By Evan J. Berkowitz
Look at her.
Standing solemnly, violated yet dignified, nude but chaste, in the room William Wilson Corcoran arranged specifically for her, his favorite artwork.
She’s facing away, purposefully opposite on axis from the Smithsonian’s Renwick Gallery’s Grand Salon, its sweeping stairway in between. She was meant to face the window in a time when the primary illumination was sunlight. The opulent silhouette she casts today captures that same ethereal wonder.
You’d never suspect she’s not the real Greek Slave.
Today, in Washington, D.C., three full-size versions of Hiram Powers’ seminal sculpture made from three different materials are on view in three different museums owned by two separate organs of the federal government.
One is a plaster pointing model used to create the first five of six full-scale, lifetime marble replicas that the American-born Powers made in Italy beginning in 1844. (Only four of these five marble sculptures exist today.)
Displayed in the Smithsonian American Art Museum, the plaster is the centerpiece of “Measured Perfection,” a one-room exhibit that uses modern technology and an exploration of old methods to reveal some of the sculpture’s more scandalous secrets.
The second Greek Slave on display in Washington, D.C., is a 3-D printed glass-infused polymer replica of that plaster made as part of the Renwick Gallery’s 2015 reopening, that today stands below a Dale Chihuly glasswork in the building’s Octagon Room just across Pennsylvania Avenue from the White House.
(A different plaster pointing model also in the SAAM collection but currently off display was used to create a sixth marble replica that is now in the collection of the Brooklyn Museum, American Art Museum Curator Kareen Lemmey explains. This model shows the slave’s hands confined by a straight bar manacle.)

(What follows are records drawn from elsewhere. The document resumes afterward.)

// Copyright (c) Starcoin, Inc.
// SPDX-License-Identifier: Apache-2.0

//! Async JSON-RPC client for NEAR nodes.
//!
//! Only the `block` method is used. A query either yields a header or one of
//! the two error causes the relayer reacts to (`UNKNOWN_BLOCK`,
//! `NOT_SYNCED_YET`); anything else becomes a typed `RelayerError`.

use crate::error::{RelayerError, RelayerResult};
use crate::metrics::RelayerMetrics;
use crate::types::{BlockId, BlockRef};
use async_trait::async_trait;
use serde::{Deserialize, Serialize};
use serde_json::{json, Value};
use std::fmt;
use std::sync::Arc;
use std::time::Duration;

pub const UNKNOWN_BLOCK_CAUSE: &str = "UNKNOWN_BLOCK";
pub const NOT_SYNCED_YET_CAUSE: &str = "NOT_SYNCED_YET";

/// Which configured node a client talks to.
#[derive(Debug, Clone, Copy, PartialEq, Eq, Hash)]
pub enum EndpointKind {
    Primary,
    Archival,
}

impl EndpointKind {
    pub fn as_str(&self) -> &'static str {
        match self {
            EndpointKind::Primary => "primary",
            EndpointKind::Archival => "archival",
        }
    }
}

impl fmt::Display for EndpointKind {
    fn fmt(&self, f: &mut fmt::Formatter<'_>) -> fmt::Result {
        f.write_str(self.as_str())
    }
}

/// Result of a single `block` query.
#[derive(Debug, Clone, PartialEq, Eq)]
pub enum BlockQueryOutcome {
    Found(BlockRef),
    UnknownBlock,
    NotSyncedYet,
}

#[async_trait]
pub trait NearRpcApi: Send + Sync {
    fn kind(&self) -> EndpointKind;

    fn url(&self) -> &str;

    async fn block(&self, block_id: &BlockId) -> RelayerResult<BlockQueryOutcome>;

    /// Height of the latest block with optimistic finality.
    async fn latest_block_height(&self) -> RelayerResult<u64>;
}

/// Queries a block and turns the two recognized error causes into errors.
pub async fn require_block<C: NearRpcApi + ?Sized>(
    client: &C,
    block_id: &BlockId,
) -> RelayerResult<BlockRef> {
    match client.block(block_id).await? {
        BlockQueryOutcome::Found(block) => Ok(block),
        BlockQueryOutcome::UnknownBlock => Err(RelayerError::UnknownBlock(format!(
            "{} node does not know block {}",
            client.kind(),
            block_id
        ))),
        BlockQueryOutcome::NotSyncedYet => Err(RelayerError::NotSyncedYet(format!(
            "{} node is not synced up to block {}",
            client.kind(),
            block_id
        ))),
    }
}

#[derive(Debug, Serialize)]
struct JsonRpcRequest<'a> {
    jsonrpc: &'static str,
    id: &'static str,
    method: &'a str,
    params: Value,
}

#[derive(Debug, Deserialize)]
struct JsonRpcResponse {
    result: Option<BlockResult>,
    error: Option<JsonRpcError>,
}

#[derive(Debug, Deserialize)]
struct BlockResult {
    header: BlockRef,
}

#[derive(Debug, Deserialize)]
struct JsonRpcError {
    #[serde(default)]
    name: Option<String>,
    #[serde(default)]
    message: Option<String>,
    #[serde(default)]
    cause: Option<ErrorCause>,
}

#[derive(Debug, Deserialize)]
struct ErrorCause {
    name: String,
}

/// Interprets a raw `block` response body.
pub(crate) fn parse_block_response(body: &str) -> RelayerResult<BlockQueryOutcome> {
    let response: JsonRpcResponse = serde_json::from_str(body)
        .map_err(|e| RelayerError::ParseError(format!("Invalid block response: {}", e)))?;

    if let Some(error) = response.error {
        let cause = error.cause.map(|c| c.name);
        return match cause.as_deref() {
            Some(UNKNOWN_BLOCK_CAUSE) => Ok(BlockQueryOutcome::UnknownBlock),
            Some(NOT_SYNCED_YET_CAUSE) => Ok(BlockQueryOutcome::NotSyncedYet),
            other => Err(RelayerError::UnexpectedError(format!(
                "RPC error {} (cause {}): {}",
                error.name.unwrap_or_default(),
                other.unwrap_or("none"),
                error.message.unwrap_or_default()
            ))),
        };
    }

    match response.result {
        Some(result) => Ok(BlockQueryOutcome::Found(result.header)),
        None => Err(RelayerError::ParseError(
            "Block response has neither result nor error".to_string(),
        )),
    }
}

#[derive(Clone, Debug)]
pub struct NearRpcClient {
    http_client: reqwest::Client,
    rpc_url: String,
    kind: EndpointKind,
    metrics: Option<Arc<RelayerMetrics>>,
}

impl NearRpcClient {
    pub fn new(
        rpc_url: impl Into<String>,
        kind: EndpointKind,
        timeout: Duration,
    ) -> RelayerResult<Self> {
        let http_client = reqwest::Client::builder()
            .connect_timeout(timeout.min(Duration::from_secs(5)))
            .timeout(timeout)
            .build()
            .map_err(|e| RelayerError::InternalError(format!("Failed to build client: {}", e)))?;
        Ok(Self {
            http_client,
            rpc_url: rpc_url.into(),
            kind,
            metrics: None,
        })
    }

    pub fn with_metrics(mut self, metrics: Arc<RelayerMetrics>) -> Self {
        self.metrics = Some(metrics);
        self
    }

    async fn query_block(&self, params: Value) -> RelayerResult<BlockQueryOutcome> {
        let request = JsonRpcRequest {
            jsonrpc: "2.0",
            id: "dontcare",
            method: "block",
            params,
        };
        tracing::debug!("[NearRPC:{}] >>> block {}", self.kind, request.params);

        let _timer = self.metrics.as_ref().map(|m| {
            m.near_rpc_queries
                .with_label_values(&["block", self.kind.as_str()])
                .inc();
            m.near_rpc_queries_latency
                .with_label_values(&["block", self.kind.as_str()])
                .start_timer()
        });

        let response = self
            .http_client
            .post(&self.rpc_url)
            .json(&request)
            .send()
            .await
            .map_err(|e| {
                RelayerError::InternalError(format!("{} node request failed: {}", self.kind, e))
            })?;

        let status = response.status();
        let body = response.text().await.map_err(|e| {
            RelayerError::InternalError(format!("{} node body read failed: {}", self.kind, e))
        })?;

        // Some providers wrap handler errors in a non-2xx status; the cause
        // in the body still decides the outcome when it is recognizable.
        let outcome = match parse_block_response(&body) {
            Ok(outcome) => outcome,
            Err(_) if !status.is_success() => {
                return Err(RelayerError::InternalError(format!(
                    "{} node HTTP error {}: {}",
                    self.kind, status, body
                )));
            }
            Err(e) => return Err(e),
        };

        if let Some(m) = &self.metrics {
            let cause = match &outcome {
                BlockQueryOutcome::Found(_) => None,
                BlockQueryOutcome::UnknownBlock => Some(UNKNOWN_BLOCK_CAUSE),
                BlockQueryOutcome::NotSyncedYet => Some(NOT_SYNCED_YET_CAUSE),
            };
            if let Some(cause) = cause {
                m.near_rpc_errors
                    .with_label_values(&[self.kind.as_str(), cause])
                    .inc();
            }
        }
        Ok(outcome)
    }
}

#[async_trait]
impl NearRpcApi for NearRpcClient {
    fn kind(&self) -> EndpointKind {
        self.kind
    }

    fn url(&self) -> &str {
        &self.rpc_url
    }

    async fn block(&self, block_id: &BlockId) -> RelayerResult<BlockQueryOutcome> {
        self.query_block(json!({ "block_id": block_id })).await
    }

    async fn latest_block_height(&self) -> RelayerResult<u64> {
        match self.query_block(json!({ "finality": "optimistic" })).await? {
            BlockQueryOutcome::Found(block) => Ok(block.height),
            other => Err(RelayerError::UnexpectedError(format!(
                "{} node could not report its head: {:?}",
                self.kind, other
            ))),
        }
    }
}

The third on view, the second of the six marbles produced in Power’s lifetime, spent her adolescence in the Octagon Room and now calls the National Gallery of Art home, occupying her third museum building in as many centuries.

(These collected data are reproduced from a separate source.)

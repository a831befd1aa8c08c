// Copyright (c) Starcoin, Inc.
// SPDX-License-Identifier: Apache-2.0

//! Proof record store shared by the proof service and the result consumer.

use crate::error::{RelayerError, RelayerResult};
use crate::types::{ProofRecord, ProofStatus};
use async_trait::async_trait;
use std::collections::HashMap;
use tokio::sync::RwLock;
use tracing::debug;

#[async_trait]
pub trait ProofStore: Send + Sync {
    /// Inserts or replaces the record keyed by its hash. Re-dispatching a
    /// task for the same hash resets the record.
    async fn upsert(&self, record: ProofRecord) -> RelayerResult<()>;

    async fn get(&self, hash: &str) -> RelayerResult<Option<ProofRecord>>;

    /// Fails with `StorageError` when no record exists for `hash`.
    async fn update_status(&self, hash: &str, status: ProofStatus) -> RelayerResult<ProofRecord>;
}

/// Records live for the lifetime of the process. Updates are
/// last-writer-wins per record.
#[derive(Default)]
pub struct InMemoryProofStore {
    records: RwLock<HashMap<String, ProofRecord>>,
}

impl InMemoryProofStore {
    pub fn new() -> Self {
        Self::default()
    }

    pub async fn len(&self) -> usize {
        self.records.read().await.len()
    }
}

#[async_trait]
impl ProofStore for InMemoryProofStore {
    async fn upsert(&self, record: ProofRecord) -> RelayerResult<()> {
        debug!(
            "Storing proof record {} at height {} as {}",
            record.hash,
            record.height,
            record.status.as_str()
        );
        self.records
            .write()
            .await
            .insert(record.hash.clone(), record);
        Ok(())
    }

    async fn get(&self, hash: &str) -> RelayerResult<Option<ProofRecord>> {
        Ok(self.records.read().await.get(hash).cloned())
    }

    async fn update_status(&self, hash: &str, status: ProofStatus) -> RelayerResult<ProofRecord> {
        let mut records = self.records.write().await;
        let record = records
            .get_mut(hash)
            .ok_or_else(|| RelayerError::StorageError(format!("No proof record for {}", hash)))?;
        record.status = status;
        Ok(record.clone())
    }
}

The sculpture has left an indelible mark on the nation’s capital, personifying in stone Corcoran’s legacy of American culture and providing a fleeting look at that legacy’s collapse and renewal.

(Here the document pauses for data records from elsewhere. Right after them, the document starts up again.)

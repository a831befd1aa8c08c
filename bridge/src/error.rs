// Copyright (c) Starcoin, Inc.
// SPDX-License-Identifier: Apache-2.0

use thiserror::Error;

#[derive(Debug, Clone, PartialEq, Eq, Error)]
pub enum RelayerError {
    // Caller supplied an invalid combination of arguments
    #[error("Invalid argument: {0}")]
    InvalidArgument(String),
    // A payload could not be parsed or a required field is missing
    #[error("Parse error: {0}")]
    ParseError(String),
    // Transport or HTTP level failure talking to a node or service
    #[error("Internal error: {0}")]
    InternalError(String),
    // Anything not covered by a more specific kind, original message preserved
    #[error("Unexpected error: {0}")]
    UnexpectedError(String),
    // Neither the primary nor the archival node knows the block
    #[error("Unknown block: {0}")]
    UnknownBlock(String),
    // The node is lagging behind the requested block
    #[error("Node is not synced yet: {0}")]
    NotSyncedYet(String),
    // The boundary scan ran past the current chain head
    #[error("Block not produced yet: {0}")]
    BlockNotProduced(String),
    // Ledger contract call or transaction failure
    #[error("Ledger error: {0}")]
    LedgerError(String),
    // Message bus connection or publish failure
    #[error("Bus error: {0}")]
    BusError(String),
    // External prover failure or non-OK result
    #[error("Prover error: {0}")]
    ProverError(String),
    // Proof record store failure
    #[error("Storage error: {0}")]
    StorageError(String),
}

impl RelayerError {
    /// Returns a short string identifying the error type for metrics labels
    pub fn error_type(&self) -> &'static str {
        match self {
            RelayerError::InvalidArgument(_) => "invalid_argument",
            RelayerError::ParseError(_) => "parse_error",
            RelayerError::InternalError(_) => "internal_error",
            RelayerError::UnexpectedError(_) => "unexpected_error",
            RelayerError::UnknownBlock(_) => "unknown_block",
            RelayerError::NotSyncedYet(_) => "not_synced_yet",
            RelayerError::BlockNotProduced(_) => "block_not_produced",
            RelayerError::LedgerError(_) => "ledger_error",
            RelayerError::BusError(_) => "bus_error",
            RelayerError::ProverError(_) => "prover_error",
            RelayerError::StorageError(_) => "storage_error",
        }
    }

    /// Whether retrying the same operation later can succeed without
    /// operator intervention.
    pub fn is_transient(&self) -> bool {
        match self {
            RelayerError::InternalError(_)
            | RelayerError::UnexpectedError(_)
            | RelayerError::NotSyncedYet(_)
            | RelayerError::BlockNotProduced(_)
            | RelayerError::LedgerError(_)
            | RelayerError::BusError(_)
            | RelayerError::ProverError(_)
            | RelayerError::StorageError(_) => true,
            RelayerError::InvalidArgument(_)
            | RelayerError::ParseError(_)
            | RelayerError::UnknownBlock(_) => false,
        }
    }
}

impl From<reqwest::Error> for RelayerError {
    fn from(err: reqwest::Error) -> Self {
        if err.is_decode() {
            RelayerError::ParseError(err.to_string())
        } else {
            RelayerError::InternalError(err.to_string())
        }
    }
}

impl From<serde_json::Error> for RelayerError {
    fn from(err: serde_json::Error) -> Self {
        RelayerError::ParseError(err.to_string())
    }
}

pub type RelayerResult<T> = Result<T, RelayerError>;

Through her we can begin to see Corcoran’s genius, and through her travels we are afforded a unique view on the inner politics of Washington curators, from the mid-19th century to the present.
Jewel in the setting
The Greek Slave was endeared to its creator, Powers, and local patron Corcoran.
Although architect James Renwick helped out, “it was [Corcoran’s] inspiration to feature it there in that octagonal room as a kind of jewel in the setting,” explains Betsy Broun, the outgoing Margaret and Terry Stent director of the Smithsonian American Art Museum.
He gave her “the gallery that overlooked the White House, … facing the window, facing the President,” Broun says, “emblematic of the best America can do.”
But the Corcoran collection outgrew the Renwick Gallery by 1897, and was moved four blocks south down 17th Street to the Flagg Building, which it occupied until 2014. The privately-held museum closed for good that October, with its collection disbursed (and for the most part accessioned) by the National Gallery.
The Corcoran’s venerable art school and its Flagg building was entrusted to George Washington University.
The Renwick, meanwhile became a claims court before first lady Jacqueline Kennedy undertook to save the structure.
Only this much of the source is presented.